SOURCE MATERIAL section start
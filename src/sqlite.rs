//! Relational reference store on SQLite.
//!
//! Timestamps are stored as integer milliseconds since the epoch so every
//! comparison in the lock and candidate predicates is numeric.

use std::{str::FromStr, sync::Arc};

use async_trait::async_trait;
use sqlx::{
    sqlite::{SqliteConnectOptions, SqlitePoolOptions, SqliteRow},
    Row, SqlitePool,
};
use tracing::instrument;

use crate::{
    clock::Clock,
    error::StoreError,
    store::{CandidateQuery, ClaimMode, JobStore, LockClaim},
    types::{DateTime, JobId, JobRecord, NewJob, StateCounts},
};

const COLUMNS: &str = "id, priority, attempts, payload, last_error, run_at, locked_at, \
     locked_by, failed_at, first_started_at, last_started_at, finished_at";

#[derive(Clone)]
pub struct SqliteStore {
    pool: SqlitePool,
    clock: Option<Arc<dyn Clock>>,
}

impl SqliteStore {
    /// Uses the database's own clock.
    pub fn new(pool: SqlitePool) -> Self {
        Self { pool, clock: None }
    }

    pub fn with_clock(pool: SqlitePool, clock: impl Clock) -> Self {
        Self {
            pool,
            clock: Some(Arc::new(clock)),
        }
    }

    /// Opens a pool on `url`, creating the database file if needed.
    ///
    /// Every connection to `sqlite::memory:` is a separate database, so pass
    /// `max_connections = 1` for in-memory use.
    pub async fn connect(url: &str, max_connections: u32) -> Result<Self, StoreError> {
        let options = SqliteConnectOptions::from_str(url)?.create_if_missing(true);
        let pool = SqlitePoolOptions::new()
            .max_connections(max_connections)
            .connect_with(options)
            .await?;
        Ok(Self::new(pool))
    }

    pub fn pool(&self) -> &SqlitePool {
        &self.pool
    }

    /// Creates the jobs table and its candidate-scan index when missing.
    pub async fn ensure_schema(&self) -> Result<(), StoreError> {
        sqlx::query(
            r#"
            CREATE TABLE IF NOT EXISTS deferred_jobs (
                id               INTEGER PRIMARY KEY AUTOINCREMENT,
                priority         INTEGER NOT NULL DEFAULT 0,
                attempts         INTEGER NOT NULL DEFAULT 0,
                payload          BLOB    NOT NULL,
                last_error       TEXT    NULL,
                run_at           INTEGER NOT NULL,
                locked_at        INTEGER NULL,
                locked_by        TEXT    NULL,
                failed_at        INTEGER NULL,
                first_started_at INTEGER NULL,
                last_started_at  INTEGER NULL,
                finished_at      INTEGER NULL
            )
            "#,
        )
        .execute(&self.pool)
        .await?;

        sqlx::query(
            "CREATE INDEX IF NOT EXISTS deferred_jobs_priority ON deferred_jobs (priority, run_at)",
        )
        .execute(&self.pool)
        .await?;

        Ok(())
    }

    /// Writes everything but the start times. With `holder`, only while that
    /// worker still holds the lease. Returns the affected row count.
    async fn write_fields(
        &self,
        job: &JobRecord,
        holder: Option<&str>,
    ) -> Result<u64, StoreError> {
        let guard = if holder.is_some() {
            "AND locked_by = ?11"
        } else {
            ""
        };

        let sql = format!(
            r#"
            UPDATE deferred_jobs
            SET priority = ?1,
                attempts = ?2,
                payload = ?3,
                last_error = ?4,
                run_at = ?5,
                locked_at = ?6,
                locked_by = ?7,
                failed_at = ?8,
                finished_at = ?9
            WHERE id = ?10 {guard}
            "#
        );

        let mut query = sqlx::query(&sql)
            .bind(job.priority)
            .bind(i64::from(job.attempts))
            .bind(job.payload.to_vec())
            .bind(&job.last_error)
            .bind(to_millis(job.run_at))
            .bind(job.locked_at.map(to_millis))
            .bind(&job.locked_by)
            .bind(job.failed_at.map(to_millis))
            .bind(job.finished_at.map(to_millis))
            .bind(job.id.0);
        if let Some(worker) = holder {
            query = query.bind(worker);
        }

        let result = query.execute(&self.pool).await?;
        Ok(result.rows_affected())
    }
}

fn to_millis(at: DateTime) -> i64 {
    at.timestamp_millis()
}

fn from_millis(millis: i64) -> Result<DateTime, StoreError> {
    DateTime::from_timestamp_millis(millis)
        .ok_or_else(|| StoreError::OutOfRange(format!("timestamp {millis}ms")))
}

fn opt_from_millis(millis: Option<i64>) -> Result<Option<DateTime>, StoreError> {
    millis.map(from_millis).transpose()
}

fn row_to_job(row: SqliteRow) -> Result<JobRecord, StoreError> {
    let attempts: i64 = row.try_get("attempts")?;
    let priority: i64 = row.try_get("priority")?;
    let payload: Vec<u8> = row.try_get("payload")?;

    Ok(JobRecord {
        id: JobId(row.try_get("id")?),
        priority: i32::try_from(priority)
            .map_err(|_| StoreError::OutOfRange(format!("priority {priority}")))?,
        attempts: u32::try_from(attempts)
            .map_err(|_| StoreError::OutOfRange(format!("attempts {attempts}")))?,
        payload: payload.into(),
        last_error: row.try_get("last_error")?,
        run_at: from_millis(row.try_get("run_at")?)?,
        locked_at: opt_from_millis(row.try_get("locked_at")?)?,
        locked_by: row.try_get("locked_by")?,
        failed_at: opt_from_millis(row.try_get("failed_at")?)?,
        first_started_at: opt_from_millis(row.try_get("first_started_at")?)?,
        last_started_at: opt_from_millis(row.try_get("last_started_at")?)?,
        finished_at: opt_from_millis(row.try_get("finished_at")?)?,
    })
}

#[async_trait]
impl JobStore for SqliteStore {
    async fn now(&self) -> Result<DateTime, StoreError> {
        let millis: i64 = match &self.clock {
            Some(clock) => to_millis(clock.now()),
            None => {
                sqlx::query_scalar::<_, i64>(
                    "SELECT CAST((julianday('now') - 2440587.5) * 86400000.0 AS INTEGER)",
                )
                .fetch_one(&self.pool)
                .await?
            }
        };
        from_millis(millis)
    }

    #[instrument(skip_all, err, fields(job_id, payload_size = job.payload.len()))]
    async fn insert(&self, job: NewJob) -> Result<JobRecord, StoreError> {
        let run_at = match job.run_at {
            Some(run_at) => run_at,
            None => self.now().await?,
        };

        let row = sqlx::query(&format!(
            "INSERT INTO deferred_jobs (priority, attempts, payload, run_at) \
             VALUES (?1, 0, ?2, ?3) RETURNING {COLUMNS}"
        ))
        .bind(job.priority)
        .bind(job.payload.to_vec())
        .bind(to_millis(run_at))
        .fetch_one(&self.pool)
        .await?;

        let record = row_to_job(row)?;
        tracing::Span::current().record("job_id", record.id.0);
        Ok(record)
    }

    async fn get(&self, id: JobId) -> Result<Option<JobRecord>, StoreError> {
        let row = sqlx::query(&format!("SELECT {COLUMNS} FROM deferred_jobs WHERE id = ?1"))
            .bind(id.0)
            .fetch_optional(&self.pool)
            .await?;
        row.map(row_to_job).transpose()
    }

    #[instrument(skip_all, err, fields(worker = %query.worker))]
    async fn fetch_candidates(
        &self,
        query: &CandidateQuery,
    ) -> Result<Vec<JobRecord>, StoreError> {
        let now = self.now().await?;
        let limit = i64::try_from(query.limit).unwrap_or(i64::MAX);

        let rows = sqlx::query(&format!(
            r#"
            SELECT {COLUMNS}
            FROM deferred_jobs
            WHERE ((run_at <= ?1 AND (locked_at IS NULL OR locked_at < ?2)) OR locked_by = ?3)
              AND failed_at IS NULL
              AND finished_at IS NULL
              AND (?4 IS NULL OR priority >= ?4)
              AND (?5 IS NULL OR priority <= ?5)
            ORDER BY priority ASC, run_at ASC, id ASC
            LIMIT ?6
            "#
        ))
        .bind(to_millis(now))
        .bind(to_millis(query.expired_before(now)))
        .bind(&query.worker)
        .bind(query.min_priority)
        .bind(query.max_priority)
        .bind(limit)
        .fetch_all(&self.pool)
        .await?;

        rows.into_iter().map(row_to_job).collect()
    }

    #[instrument(skip_all, err, fields(job_id = %claim.job_id))]
    async fn try_lock(&self, claim: &LockClaim) -> Result<Option<DateTime>, StoreError> {
        let set = "SET locked_at = ?1, \
                   last_started_at = ?1, \
                   locked_by = ?2, \
                   first_started_at = COALESCE(first_started_at, ?1)";

        let row = match claim.mode {
            ClaimMode::Acquire { expired_before } => {
                sqlx::query(&format!(
                    "UPDATE deferred_jobs {set} \
                     WHERE id = ?3 \
                       AND (locked_at IS NULL OR locked_at < ?4) \
                       AND run_at <= ?1 \
                       AND failed_at IS NULL AND finished_at IS NULL \
                     RETURNING first_started_at"
                ))
                .bind(to_millis(claim.now))
                .bind(&claim.worker)
                .bind(claim.job_id.0)
                .bind(to_millis(expired_before))
                .fetch_optional(&self.pool)
                .await?
            }
            ClaimMode::Resume => {
                sqlx::query(&format!(
                    "UPDATE deferred_jobs {set} \
                     WHERE id = ?3 \
                       AND locked_by = ?2 \
                       AND failed_at IS NULL AND finished_at IS NULL \
                     RETURNING first_started_at"
                ))
                .bind(to_millis(claim.now))
                .bind(&claim.worker)
                .bind(claim.job_id.0)
                .fetch_optional(&self.pool)
                .await?
            }
        };

        row.map(|row| -> Result<DateTime, StoreError> {
            from_millis(row.try_get("first_started_at")?)
        })
        .transpose()
    }

    #[instrument(skip_all, err)]
    async fn clear_locks(&self, worker: &str) -> Result<u64, StoreError> {
        let result = sqlx::query(
            "UPDATE deferred_jobs SET locked_at = NULL, locked_by = NULL WHERE locked_by = ?1",
        )
        .bind(worker)
        .execute(&self.pool)
        .await?;
        Ok(result.rows_affected())
    }

    #[instrument(skip_all, err, fields(job_id = %job.id))]
    async fn update(&self, job: &JobRecord) -> Result<(), StoreError> {
        if self.write_fields(job, None).await? == 0 {
            return Err(StoreError::JobNotFound(job.id));
        }
        Ok(())
    }

    #[instrument(skip_all, err, fields(job_id = %job.id, worker = worker))]
    async fn update_held(&self, job: &JobRecord, worker: &str) -> Result<bool, StoreError> {
        Ok(self.write_fields(job, Some(worker)).await? == 1)
    }

    #[instrument(skip_all, err, fields(job_id = %id))]
    async fn delete(&self, id: JobId) -> Result<bool, StoreError> {
        let result = sqlx::query("DELETE FROM deferred_jobs WHERE id = ?1")
            .bind(id.0)
            .execute(&self.pool)
            .await?;
        Ok(result.rows_affected() == 1)
    }

    #[instrument(skip_all, err, fields(job_id = %id, worker = worker))]
    async fn delete_held(&self, id: JobId, worker: &str) -> Result<bool, StoreError> {
        let result = sqlx::query("DELETE FROM deferred_jobs WHERE id = ?1 AND locked_by = ?2")
            .bind(id.0)
            .bind(worker)
            .execute(&self.pool)
            .await?;
        Ok(result.rows_affected() == 1)
    }

    async fn delete_all(&self) -> Result<u64, StoreError> {
        let result = sqlx::query("DELETE FROM deferred_jobs")
            .execute(&self.pool)
            .await?;
        Ok(result.rows_affected())
    }

    async fn count_by_state(&self) -> Result<StateCounts, StoreError> {
        let row = sqlx::query(
            r#"
            SELECT
                COALESCE(SUM(CASE WHEN failed_at IS NULL AND finished_at IS NULL
                                   AND locked_at IS NULL THEN 1 ELSE 0 END), 0) AS ready,
                COALESCE(SUM(CASE WHEN failed_at IS NULL AND finished_at IS NULL
                                   AND locked_at IS NULL
                                   AND first_started_at IS NOT NULL THEN 1 ELSE 0 END), 0) AS retrying,
                COALESCE(SUM(CASE WHEN failed_at IS NULL AND finished_at IS NULL
                                   AND locked_at IS NOT NULL THEN 1 ELSE 0 END), 0) AS locked,
                COALESCE(SUM(CASE WHEN failed_at IS NOT NULL THEN 1 ELSE 0 END), 0) AS failed,
                COALESCE(SUM(CASE WHEN failed_at IS NULL
                                   AND finished_at IS NOT NULL THEN 1 ELSE 0 END), 0) AS finished
            FROM deferred_jobs
            "#,
        )
        .fetch_one(&self.pool)
        .await?;

        let count = |column: &str| -> Result<u64, StoreError> {
            let value: i64 = row.try_get(column)?;
            Ok(u64::try_from(value).unwrap_or_default())
        };

        Ok(StateCounts {
            ready: count("ready")?,
            retrying: count("retrying")?,
            locked: count("locked")?,
            failed: count("failed")?,
            finished: count("finished")?,
        })
    }
}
SOURCE MATERIAL section end
> _WORK TO BE COMPLETED_: Bring together all lines of the entries above in which the string "SELECT" occurs.

> _TASK ANSWER_:
                    "SELECT CAST((julianday('now') - 2440587.5) * 86400000.0 AS INTEGER)",
        let row = sqlx::query(&format!("SELECT {COLUMNS} FROM deferred_jobs WHERE id = ?1"))
            SELECT {COLUMNS}
            SELECT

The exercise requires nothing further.